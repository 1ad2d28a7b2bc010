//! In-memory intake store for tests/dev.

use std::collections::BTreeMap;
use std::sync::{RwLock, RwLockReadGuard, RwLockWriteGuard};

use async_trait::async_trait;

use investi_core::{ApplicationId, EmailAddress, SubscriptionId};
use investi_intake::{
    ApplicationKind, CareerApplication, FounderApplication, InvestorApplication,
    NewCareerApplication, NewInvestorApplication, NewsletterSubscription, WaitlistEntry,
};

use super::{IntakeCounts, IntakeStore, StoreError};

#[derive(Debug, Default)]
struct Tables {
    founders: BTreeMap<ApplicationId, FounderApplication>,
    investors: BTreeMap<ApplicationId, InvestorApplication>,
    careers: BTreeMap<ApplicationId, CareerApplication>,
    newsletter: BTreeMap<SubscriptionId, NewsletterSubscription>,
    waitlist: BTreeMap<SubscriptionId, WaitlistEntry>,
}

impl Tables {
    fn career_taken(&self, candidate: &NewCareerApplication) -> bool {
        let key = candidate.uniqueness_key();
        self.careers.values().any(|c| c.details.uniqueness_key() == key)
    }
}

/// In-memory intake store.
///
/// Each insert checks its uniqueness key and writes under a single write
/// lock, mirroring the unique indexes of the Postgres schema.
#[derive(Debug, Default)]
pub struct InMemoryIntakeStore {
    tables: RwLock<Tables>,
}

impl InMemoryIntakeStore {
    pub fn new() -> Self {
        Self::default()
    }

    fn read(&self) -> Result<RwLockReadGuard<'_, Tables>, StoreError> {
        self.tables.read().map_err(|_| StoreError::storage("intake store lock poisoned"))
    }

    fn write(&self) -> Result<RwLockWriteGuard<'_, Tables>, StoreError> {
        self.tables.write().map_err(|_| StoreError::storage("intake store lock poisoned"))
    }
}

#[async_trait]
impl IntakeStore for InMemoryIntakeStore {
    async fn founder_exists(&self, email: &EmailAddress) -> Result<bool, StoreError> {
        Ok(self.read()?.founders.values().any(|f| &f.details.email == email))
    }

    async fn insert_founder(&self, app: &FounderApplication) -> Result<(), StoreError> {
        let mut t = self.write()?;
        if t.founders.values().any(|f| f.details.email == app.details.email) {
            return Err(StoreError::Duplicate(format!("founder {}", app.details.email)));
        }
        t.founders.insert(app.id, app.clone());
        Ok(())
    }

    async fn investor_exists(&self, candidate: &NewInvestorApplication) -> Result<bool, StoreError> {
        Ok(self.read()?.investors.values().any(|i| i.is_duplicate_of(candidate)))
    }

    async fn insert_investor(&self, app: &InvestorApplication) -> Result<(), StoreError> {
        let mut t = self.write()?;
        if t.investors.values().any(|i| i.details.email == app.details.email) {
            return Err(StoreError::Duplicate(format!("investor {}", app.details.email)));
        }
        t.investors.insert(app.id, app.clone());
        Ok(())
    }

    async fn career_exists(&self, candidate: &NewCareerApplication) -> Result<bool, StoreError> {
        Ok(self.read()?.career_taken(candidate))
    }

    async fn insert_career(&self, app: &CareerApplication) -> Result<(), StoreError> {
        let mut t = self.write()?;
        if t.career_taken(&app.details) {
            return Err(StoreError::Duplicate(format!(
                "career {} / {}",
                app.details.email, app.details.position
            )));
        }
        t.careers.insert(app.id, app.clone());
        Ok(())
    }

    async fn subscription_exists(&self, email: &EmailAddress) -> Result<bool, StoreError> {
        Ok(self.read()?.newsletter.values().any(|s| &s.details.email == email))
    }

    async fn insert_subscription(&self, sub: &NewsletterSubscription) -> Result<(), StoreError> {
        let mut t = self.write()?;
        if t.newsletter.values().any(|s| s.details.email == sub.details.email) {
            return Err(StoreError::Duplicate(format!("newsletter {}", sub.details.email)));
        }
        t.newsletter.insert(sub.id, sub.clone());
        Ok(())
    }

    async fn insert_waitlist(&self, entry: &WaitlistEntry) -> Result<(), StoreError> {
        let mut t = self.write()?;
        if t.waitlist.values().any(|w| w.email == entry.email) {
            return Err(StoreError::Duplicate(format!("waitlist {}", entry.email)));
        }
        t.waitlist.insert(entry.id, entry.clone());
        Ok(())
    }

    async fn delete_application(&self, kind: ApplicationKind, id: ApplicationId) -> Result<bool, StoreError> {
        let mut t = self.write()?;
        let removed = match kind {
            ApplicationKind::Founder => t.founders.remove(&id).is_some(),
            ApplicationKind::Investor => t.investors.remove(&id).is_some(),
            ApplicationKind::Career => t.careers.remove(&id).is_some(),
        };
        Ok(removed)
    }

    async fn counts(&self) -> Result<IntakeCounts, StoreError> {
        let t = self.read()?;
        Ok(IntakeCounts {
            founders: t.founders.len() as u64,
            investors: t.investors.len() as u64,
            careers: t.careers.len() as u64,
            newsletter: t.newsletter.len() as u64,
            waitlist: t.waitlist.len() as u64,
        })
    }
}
::::
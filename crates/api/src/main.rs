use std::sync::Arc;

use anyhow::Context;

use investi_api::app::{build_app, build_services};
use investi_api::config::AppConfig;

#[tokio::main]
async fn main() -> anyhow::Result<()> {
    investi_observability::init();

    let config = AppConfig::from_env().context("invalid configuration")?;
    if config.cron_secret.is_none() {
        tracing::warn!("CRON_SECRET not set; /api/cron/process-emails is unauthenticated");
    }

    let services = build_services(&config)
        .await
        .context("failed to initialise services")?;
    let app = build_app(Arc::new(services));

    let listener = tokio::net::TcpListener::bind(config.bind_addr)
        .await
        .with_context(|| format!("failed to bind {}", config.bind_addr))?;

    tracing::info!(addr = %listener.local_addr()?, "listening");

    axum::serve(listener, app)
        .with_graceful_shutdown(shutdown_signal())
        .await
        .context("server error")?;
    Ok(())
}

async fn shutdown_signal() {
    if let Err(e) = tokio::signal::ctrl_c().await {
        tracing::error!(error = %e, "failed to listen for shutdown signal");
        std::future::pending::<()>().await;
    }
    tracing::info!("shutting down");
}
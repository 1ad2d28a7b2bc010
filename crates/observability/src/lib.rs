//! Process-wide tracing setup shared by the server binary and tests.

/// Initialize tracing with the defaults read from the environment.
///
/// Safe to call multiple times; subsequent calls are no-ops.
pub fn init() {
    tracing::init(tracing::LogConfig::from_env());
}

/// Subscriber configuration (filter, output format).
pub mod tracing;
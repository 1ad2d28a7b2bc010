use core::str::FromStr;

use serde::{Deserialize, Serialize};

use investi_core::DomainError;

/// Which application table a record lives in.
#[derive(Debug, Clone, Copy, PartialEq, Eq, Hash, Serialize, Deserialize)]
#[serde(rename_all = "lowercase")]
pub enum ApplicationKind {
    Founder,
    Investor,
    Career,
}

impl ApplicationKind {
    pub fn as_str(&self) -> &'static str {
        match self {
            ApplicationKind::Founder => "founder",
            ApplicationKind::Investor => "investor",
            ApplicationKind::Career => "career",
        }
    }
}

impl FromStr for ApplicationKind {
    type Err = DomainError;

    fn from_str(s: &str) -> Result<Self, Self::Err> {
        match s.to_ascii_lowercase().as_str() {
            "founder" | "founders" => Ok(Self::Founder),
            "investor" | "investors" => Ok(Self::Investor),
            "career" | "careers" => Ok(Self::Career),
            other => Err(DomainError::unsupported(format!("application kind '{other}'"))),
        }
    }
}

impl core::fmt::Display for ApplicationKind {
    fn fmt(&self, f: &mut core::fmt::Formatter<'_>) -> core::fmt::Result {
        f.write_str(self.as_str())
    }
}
::::
- [EXERCISE GOAL]:
Across the listing, how many lines contain "Serialize"? State the number and nothing else.

- [THE ANSWER]:
2